The method is called "Power of Two Random Choices" (http://www.eecs.harvard.edu/~michaelm/postscripts/handbook20...). And the two-choices paradigm is widely applicable beyond load balancing. In particular, it applies to hash table design (e.g. cuckoo hashing) and cache eviction schemes (https://danluu.com/2choices-eviction/).


You're right, I updated the title. Got a little too clever with the whole "power" thing.


"while each additional choice beyond two decreases the maximum load by only a constant factor"

Mathemagical!


It also works for solving SAT. Try two literals and recurse on the one that can be made to satisfy more clauses.


I'm not an expert in this field, but an engineer of vimeo went into detail, why this approach did not work for them. [1]

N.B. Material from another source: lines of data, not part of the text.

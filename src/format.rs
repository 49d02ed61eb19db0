//! Display Formatting
//!
//! Pure formatting helpers for item names and Rupiah amounts.

/// Title-case an item name: lowercase everything, then capitalize the
/// first letter of each space-separated word. Idempotent; the stored
/// value is never mutated, only its rendering (and the canonical form
/// sent on submit).
pub fn format_nama(text: &str) -> String {
    text.to_lowercase()
        .split(' ')
        .map(|word| {
            let mut chars = word.chars();
            match chars.next() {
                Some(first) => first.to_uppercase().collect::<String>() + chars.as_str(),
                None => String::new(),
            }
        })
        .collect::<Vec<_>>()
        .join(" ")
}

/// Format an amount as Rupiah with dot thousands separators,
/// e.g. `1234567.0` -> `"Rp 1.234.567"`.
pub fn format_rupiah(value: f64) -> String {
    let raw = (value.abs().round() as u64).to_string();
    let mut grouped = String::with_capacity(raw.len() + raw.len() / 3);
    for (i, ch) in raw.chars().enumerate() {
        if i > 0 && (raw.len() - i) % 3 == 0 {
            grouped.push('.');
        }
        grouped.push(ch);
    }
    let sign = if value < 0.0 { "-" } else { "" };
    format!("Rp {}{}", sign, grouped)
}

#[cfg(test)]
mod tests {
    use super::*;

    #[test]
    fn test_format_nama() {
        assert_eq!(format_nama("budi pekerti"), "Budi Pekerti");
        assert_eq!(format_nama("KOPI ABC"), "Kopi Abc");
        assert_eq!(format_nama("gula"), "Gula");
    }

    #[test]
    fn test_format_nama_idempotent() {
        let once = format_nama("teh celup premium");
        assert_eq!(format_nama(&once), once);
    }

    #[test]
    fn test_format_nama_preserves_extra_spaces() {
        // split/join on a single space keeps runs of spaces intact
        assert_eq!(format_nama("a  b"), "A  B");
        assert_eq!(format_nama(""), "");
    }

    #[test]
    fn test_format_rupiah_grouping() {
        assert_eq!(format_rupiah(0.0), "Rp 0");
        assert_eq!(format_rupiah(999.0), "Rp 999");
        assert_eq!(format_rupiah(15000.0), "Rp 15.000");
        assert_eq!(format_rupiah(1234567.0), "Rp 1.234.567");
    }

    #[test]
    fn test_format_rupiah_negative() {
        assert_eq!(format_rupiah(-2500.0), "Rp -2.500");
    }
}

Problem with consistent hashing:

  However, consistent hashing comes with its own problem: uneven distribution of requests.
  Because of its mathematical properties, consistent hashing only balances loads about as
  well as choosing a random server for each request, when the distribution of requests is
  equal. But if some content is much more popular than others (as usual for the internet),
  it can be worse than that.
Problem with Power of 2 Load Balancing:

  Why wasn’t there a way to say “use consistent hashing, but please don’t overload any
  servers”? As early as August 2015, I had tried to come up with an algorithm based on
  the power of two random choices that would do just that, but a bit of  simulation said
  that it didn’t work. Too many requests were sent to non-ideal servers to be worthwhile.
Instead, he used something called Consistent Hashing with Bounded Loads.

[1] https://medium.com/vimeo-engineering-blog/improving-load-bal...


Bounded load consistent hashing is interesting. It makes total sense that 2 random wouldn't work for vimeo, it actually doesn't work for us between visitors and our edge because we care a lot about cache data — we only use it between our load balancers and our customer's origin app instances.

For what we're doing, we actually need to consider more than just load. Since our LBs are distributed globally, we also want to make sure we're sending requests to backends that are geographically near them.

We can do this by tracking latency between the load balancer and origin servers, then using it to restrict the candidate pool we're going to choose two from at random.


They are different algorithm for different purpose.

Consistent hashing is used to always attach a request to the same host. It's the opposite of load balancing.

Load balancing algorithms (least connection, business, etc...) are used to distribute requests across servers as well as possible to maximize performances.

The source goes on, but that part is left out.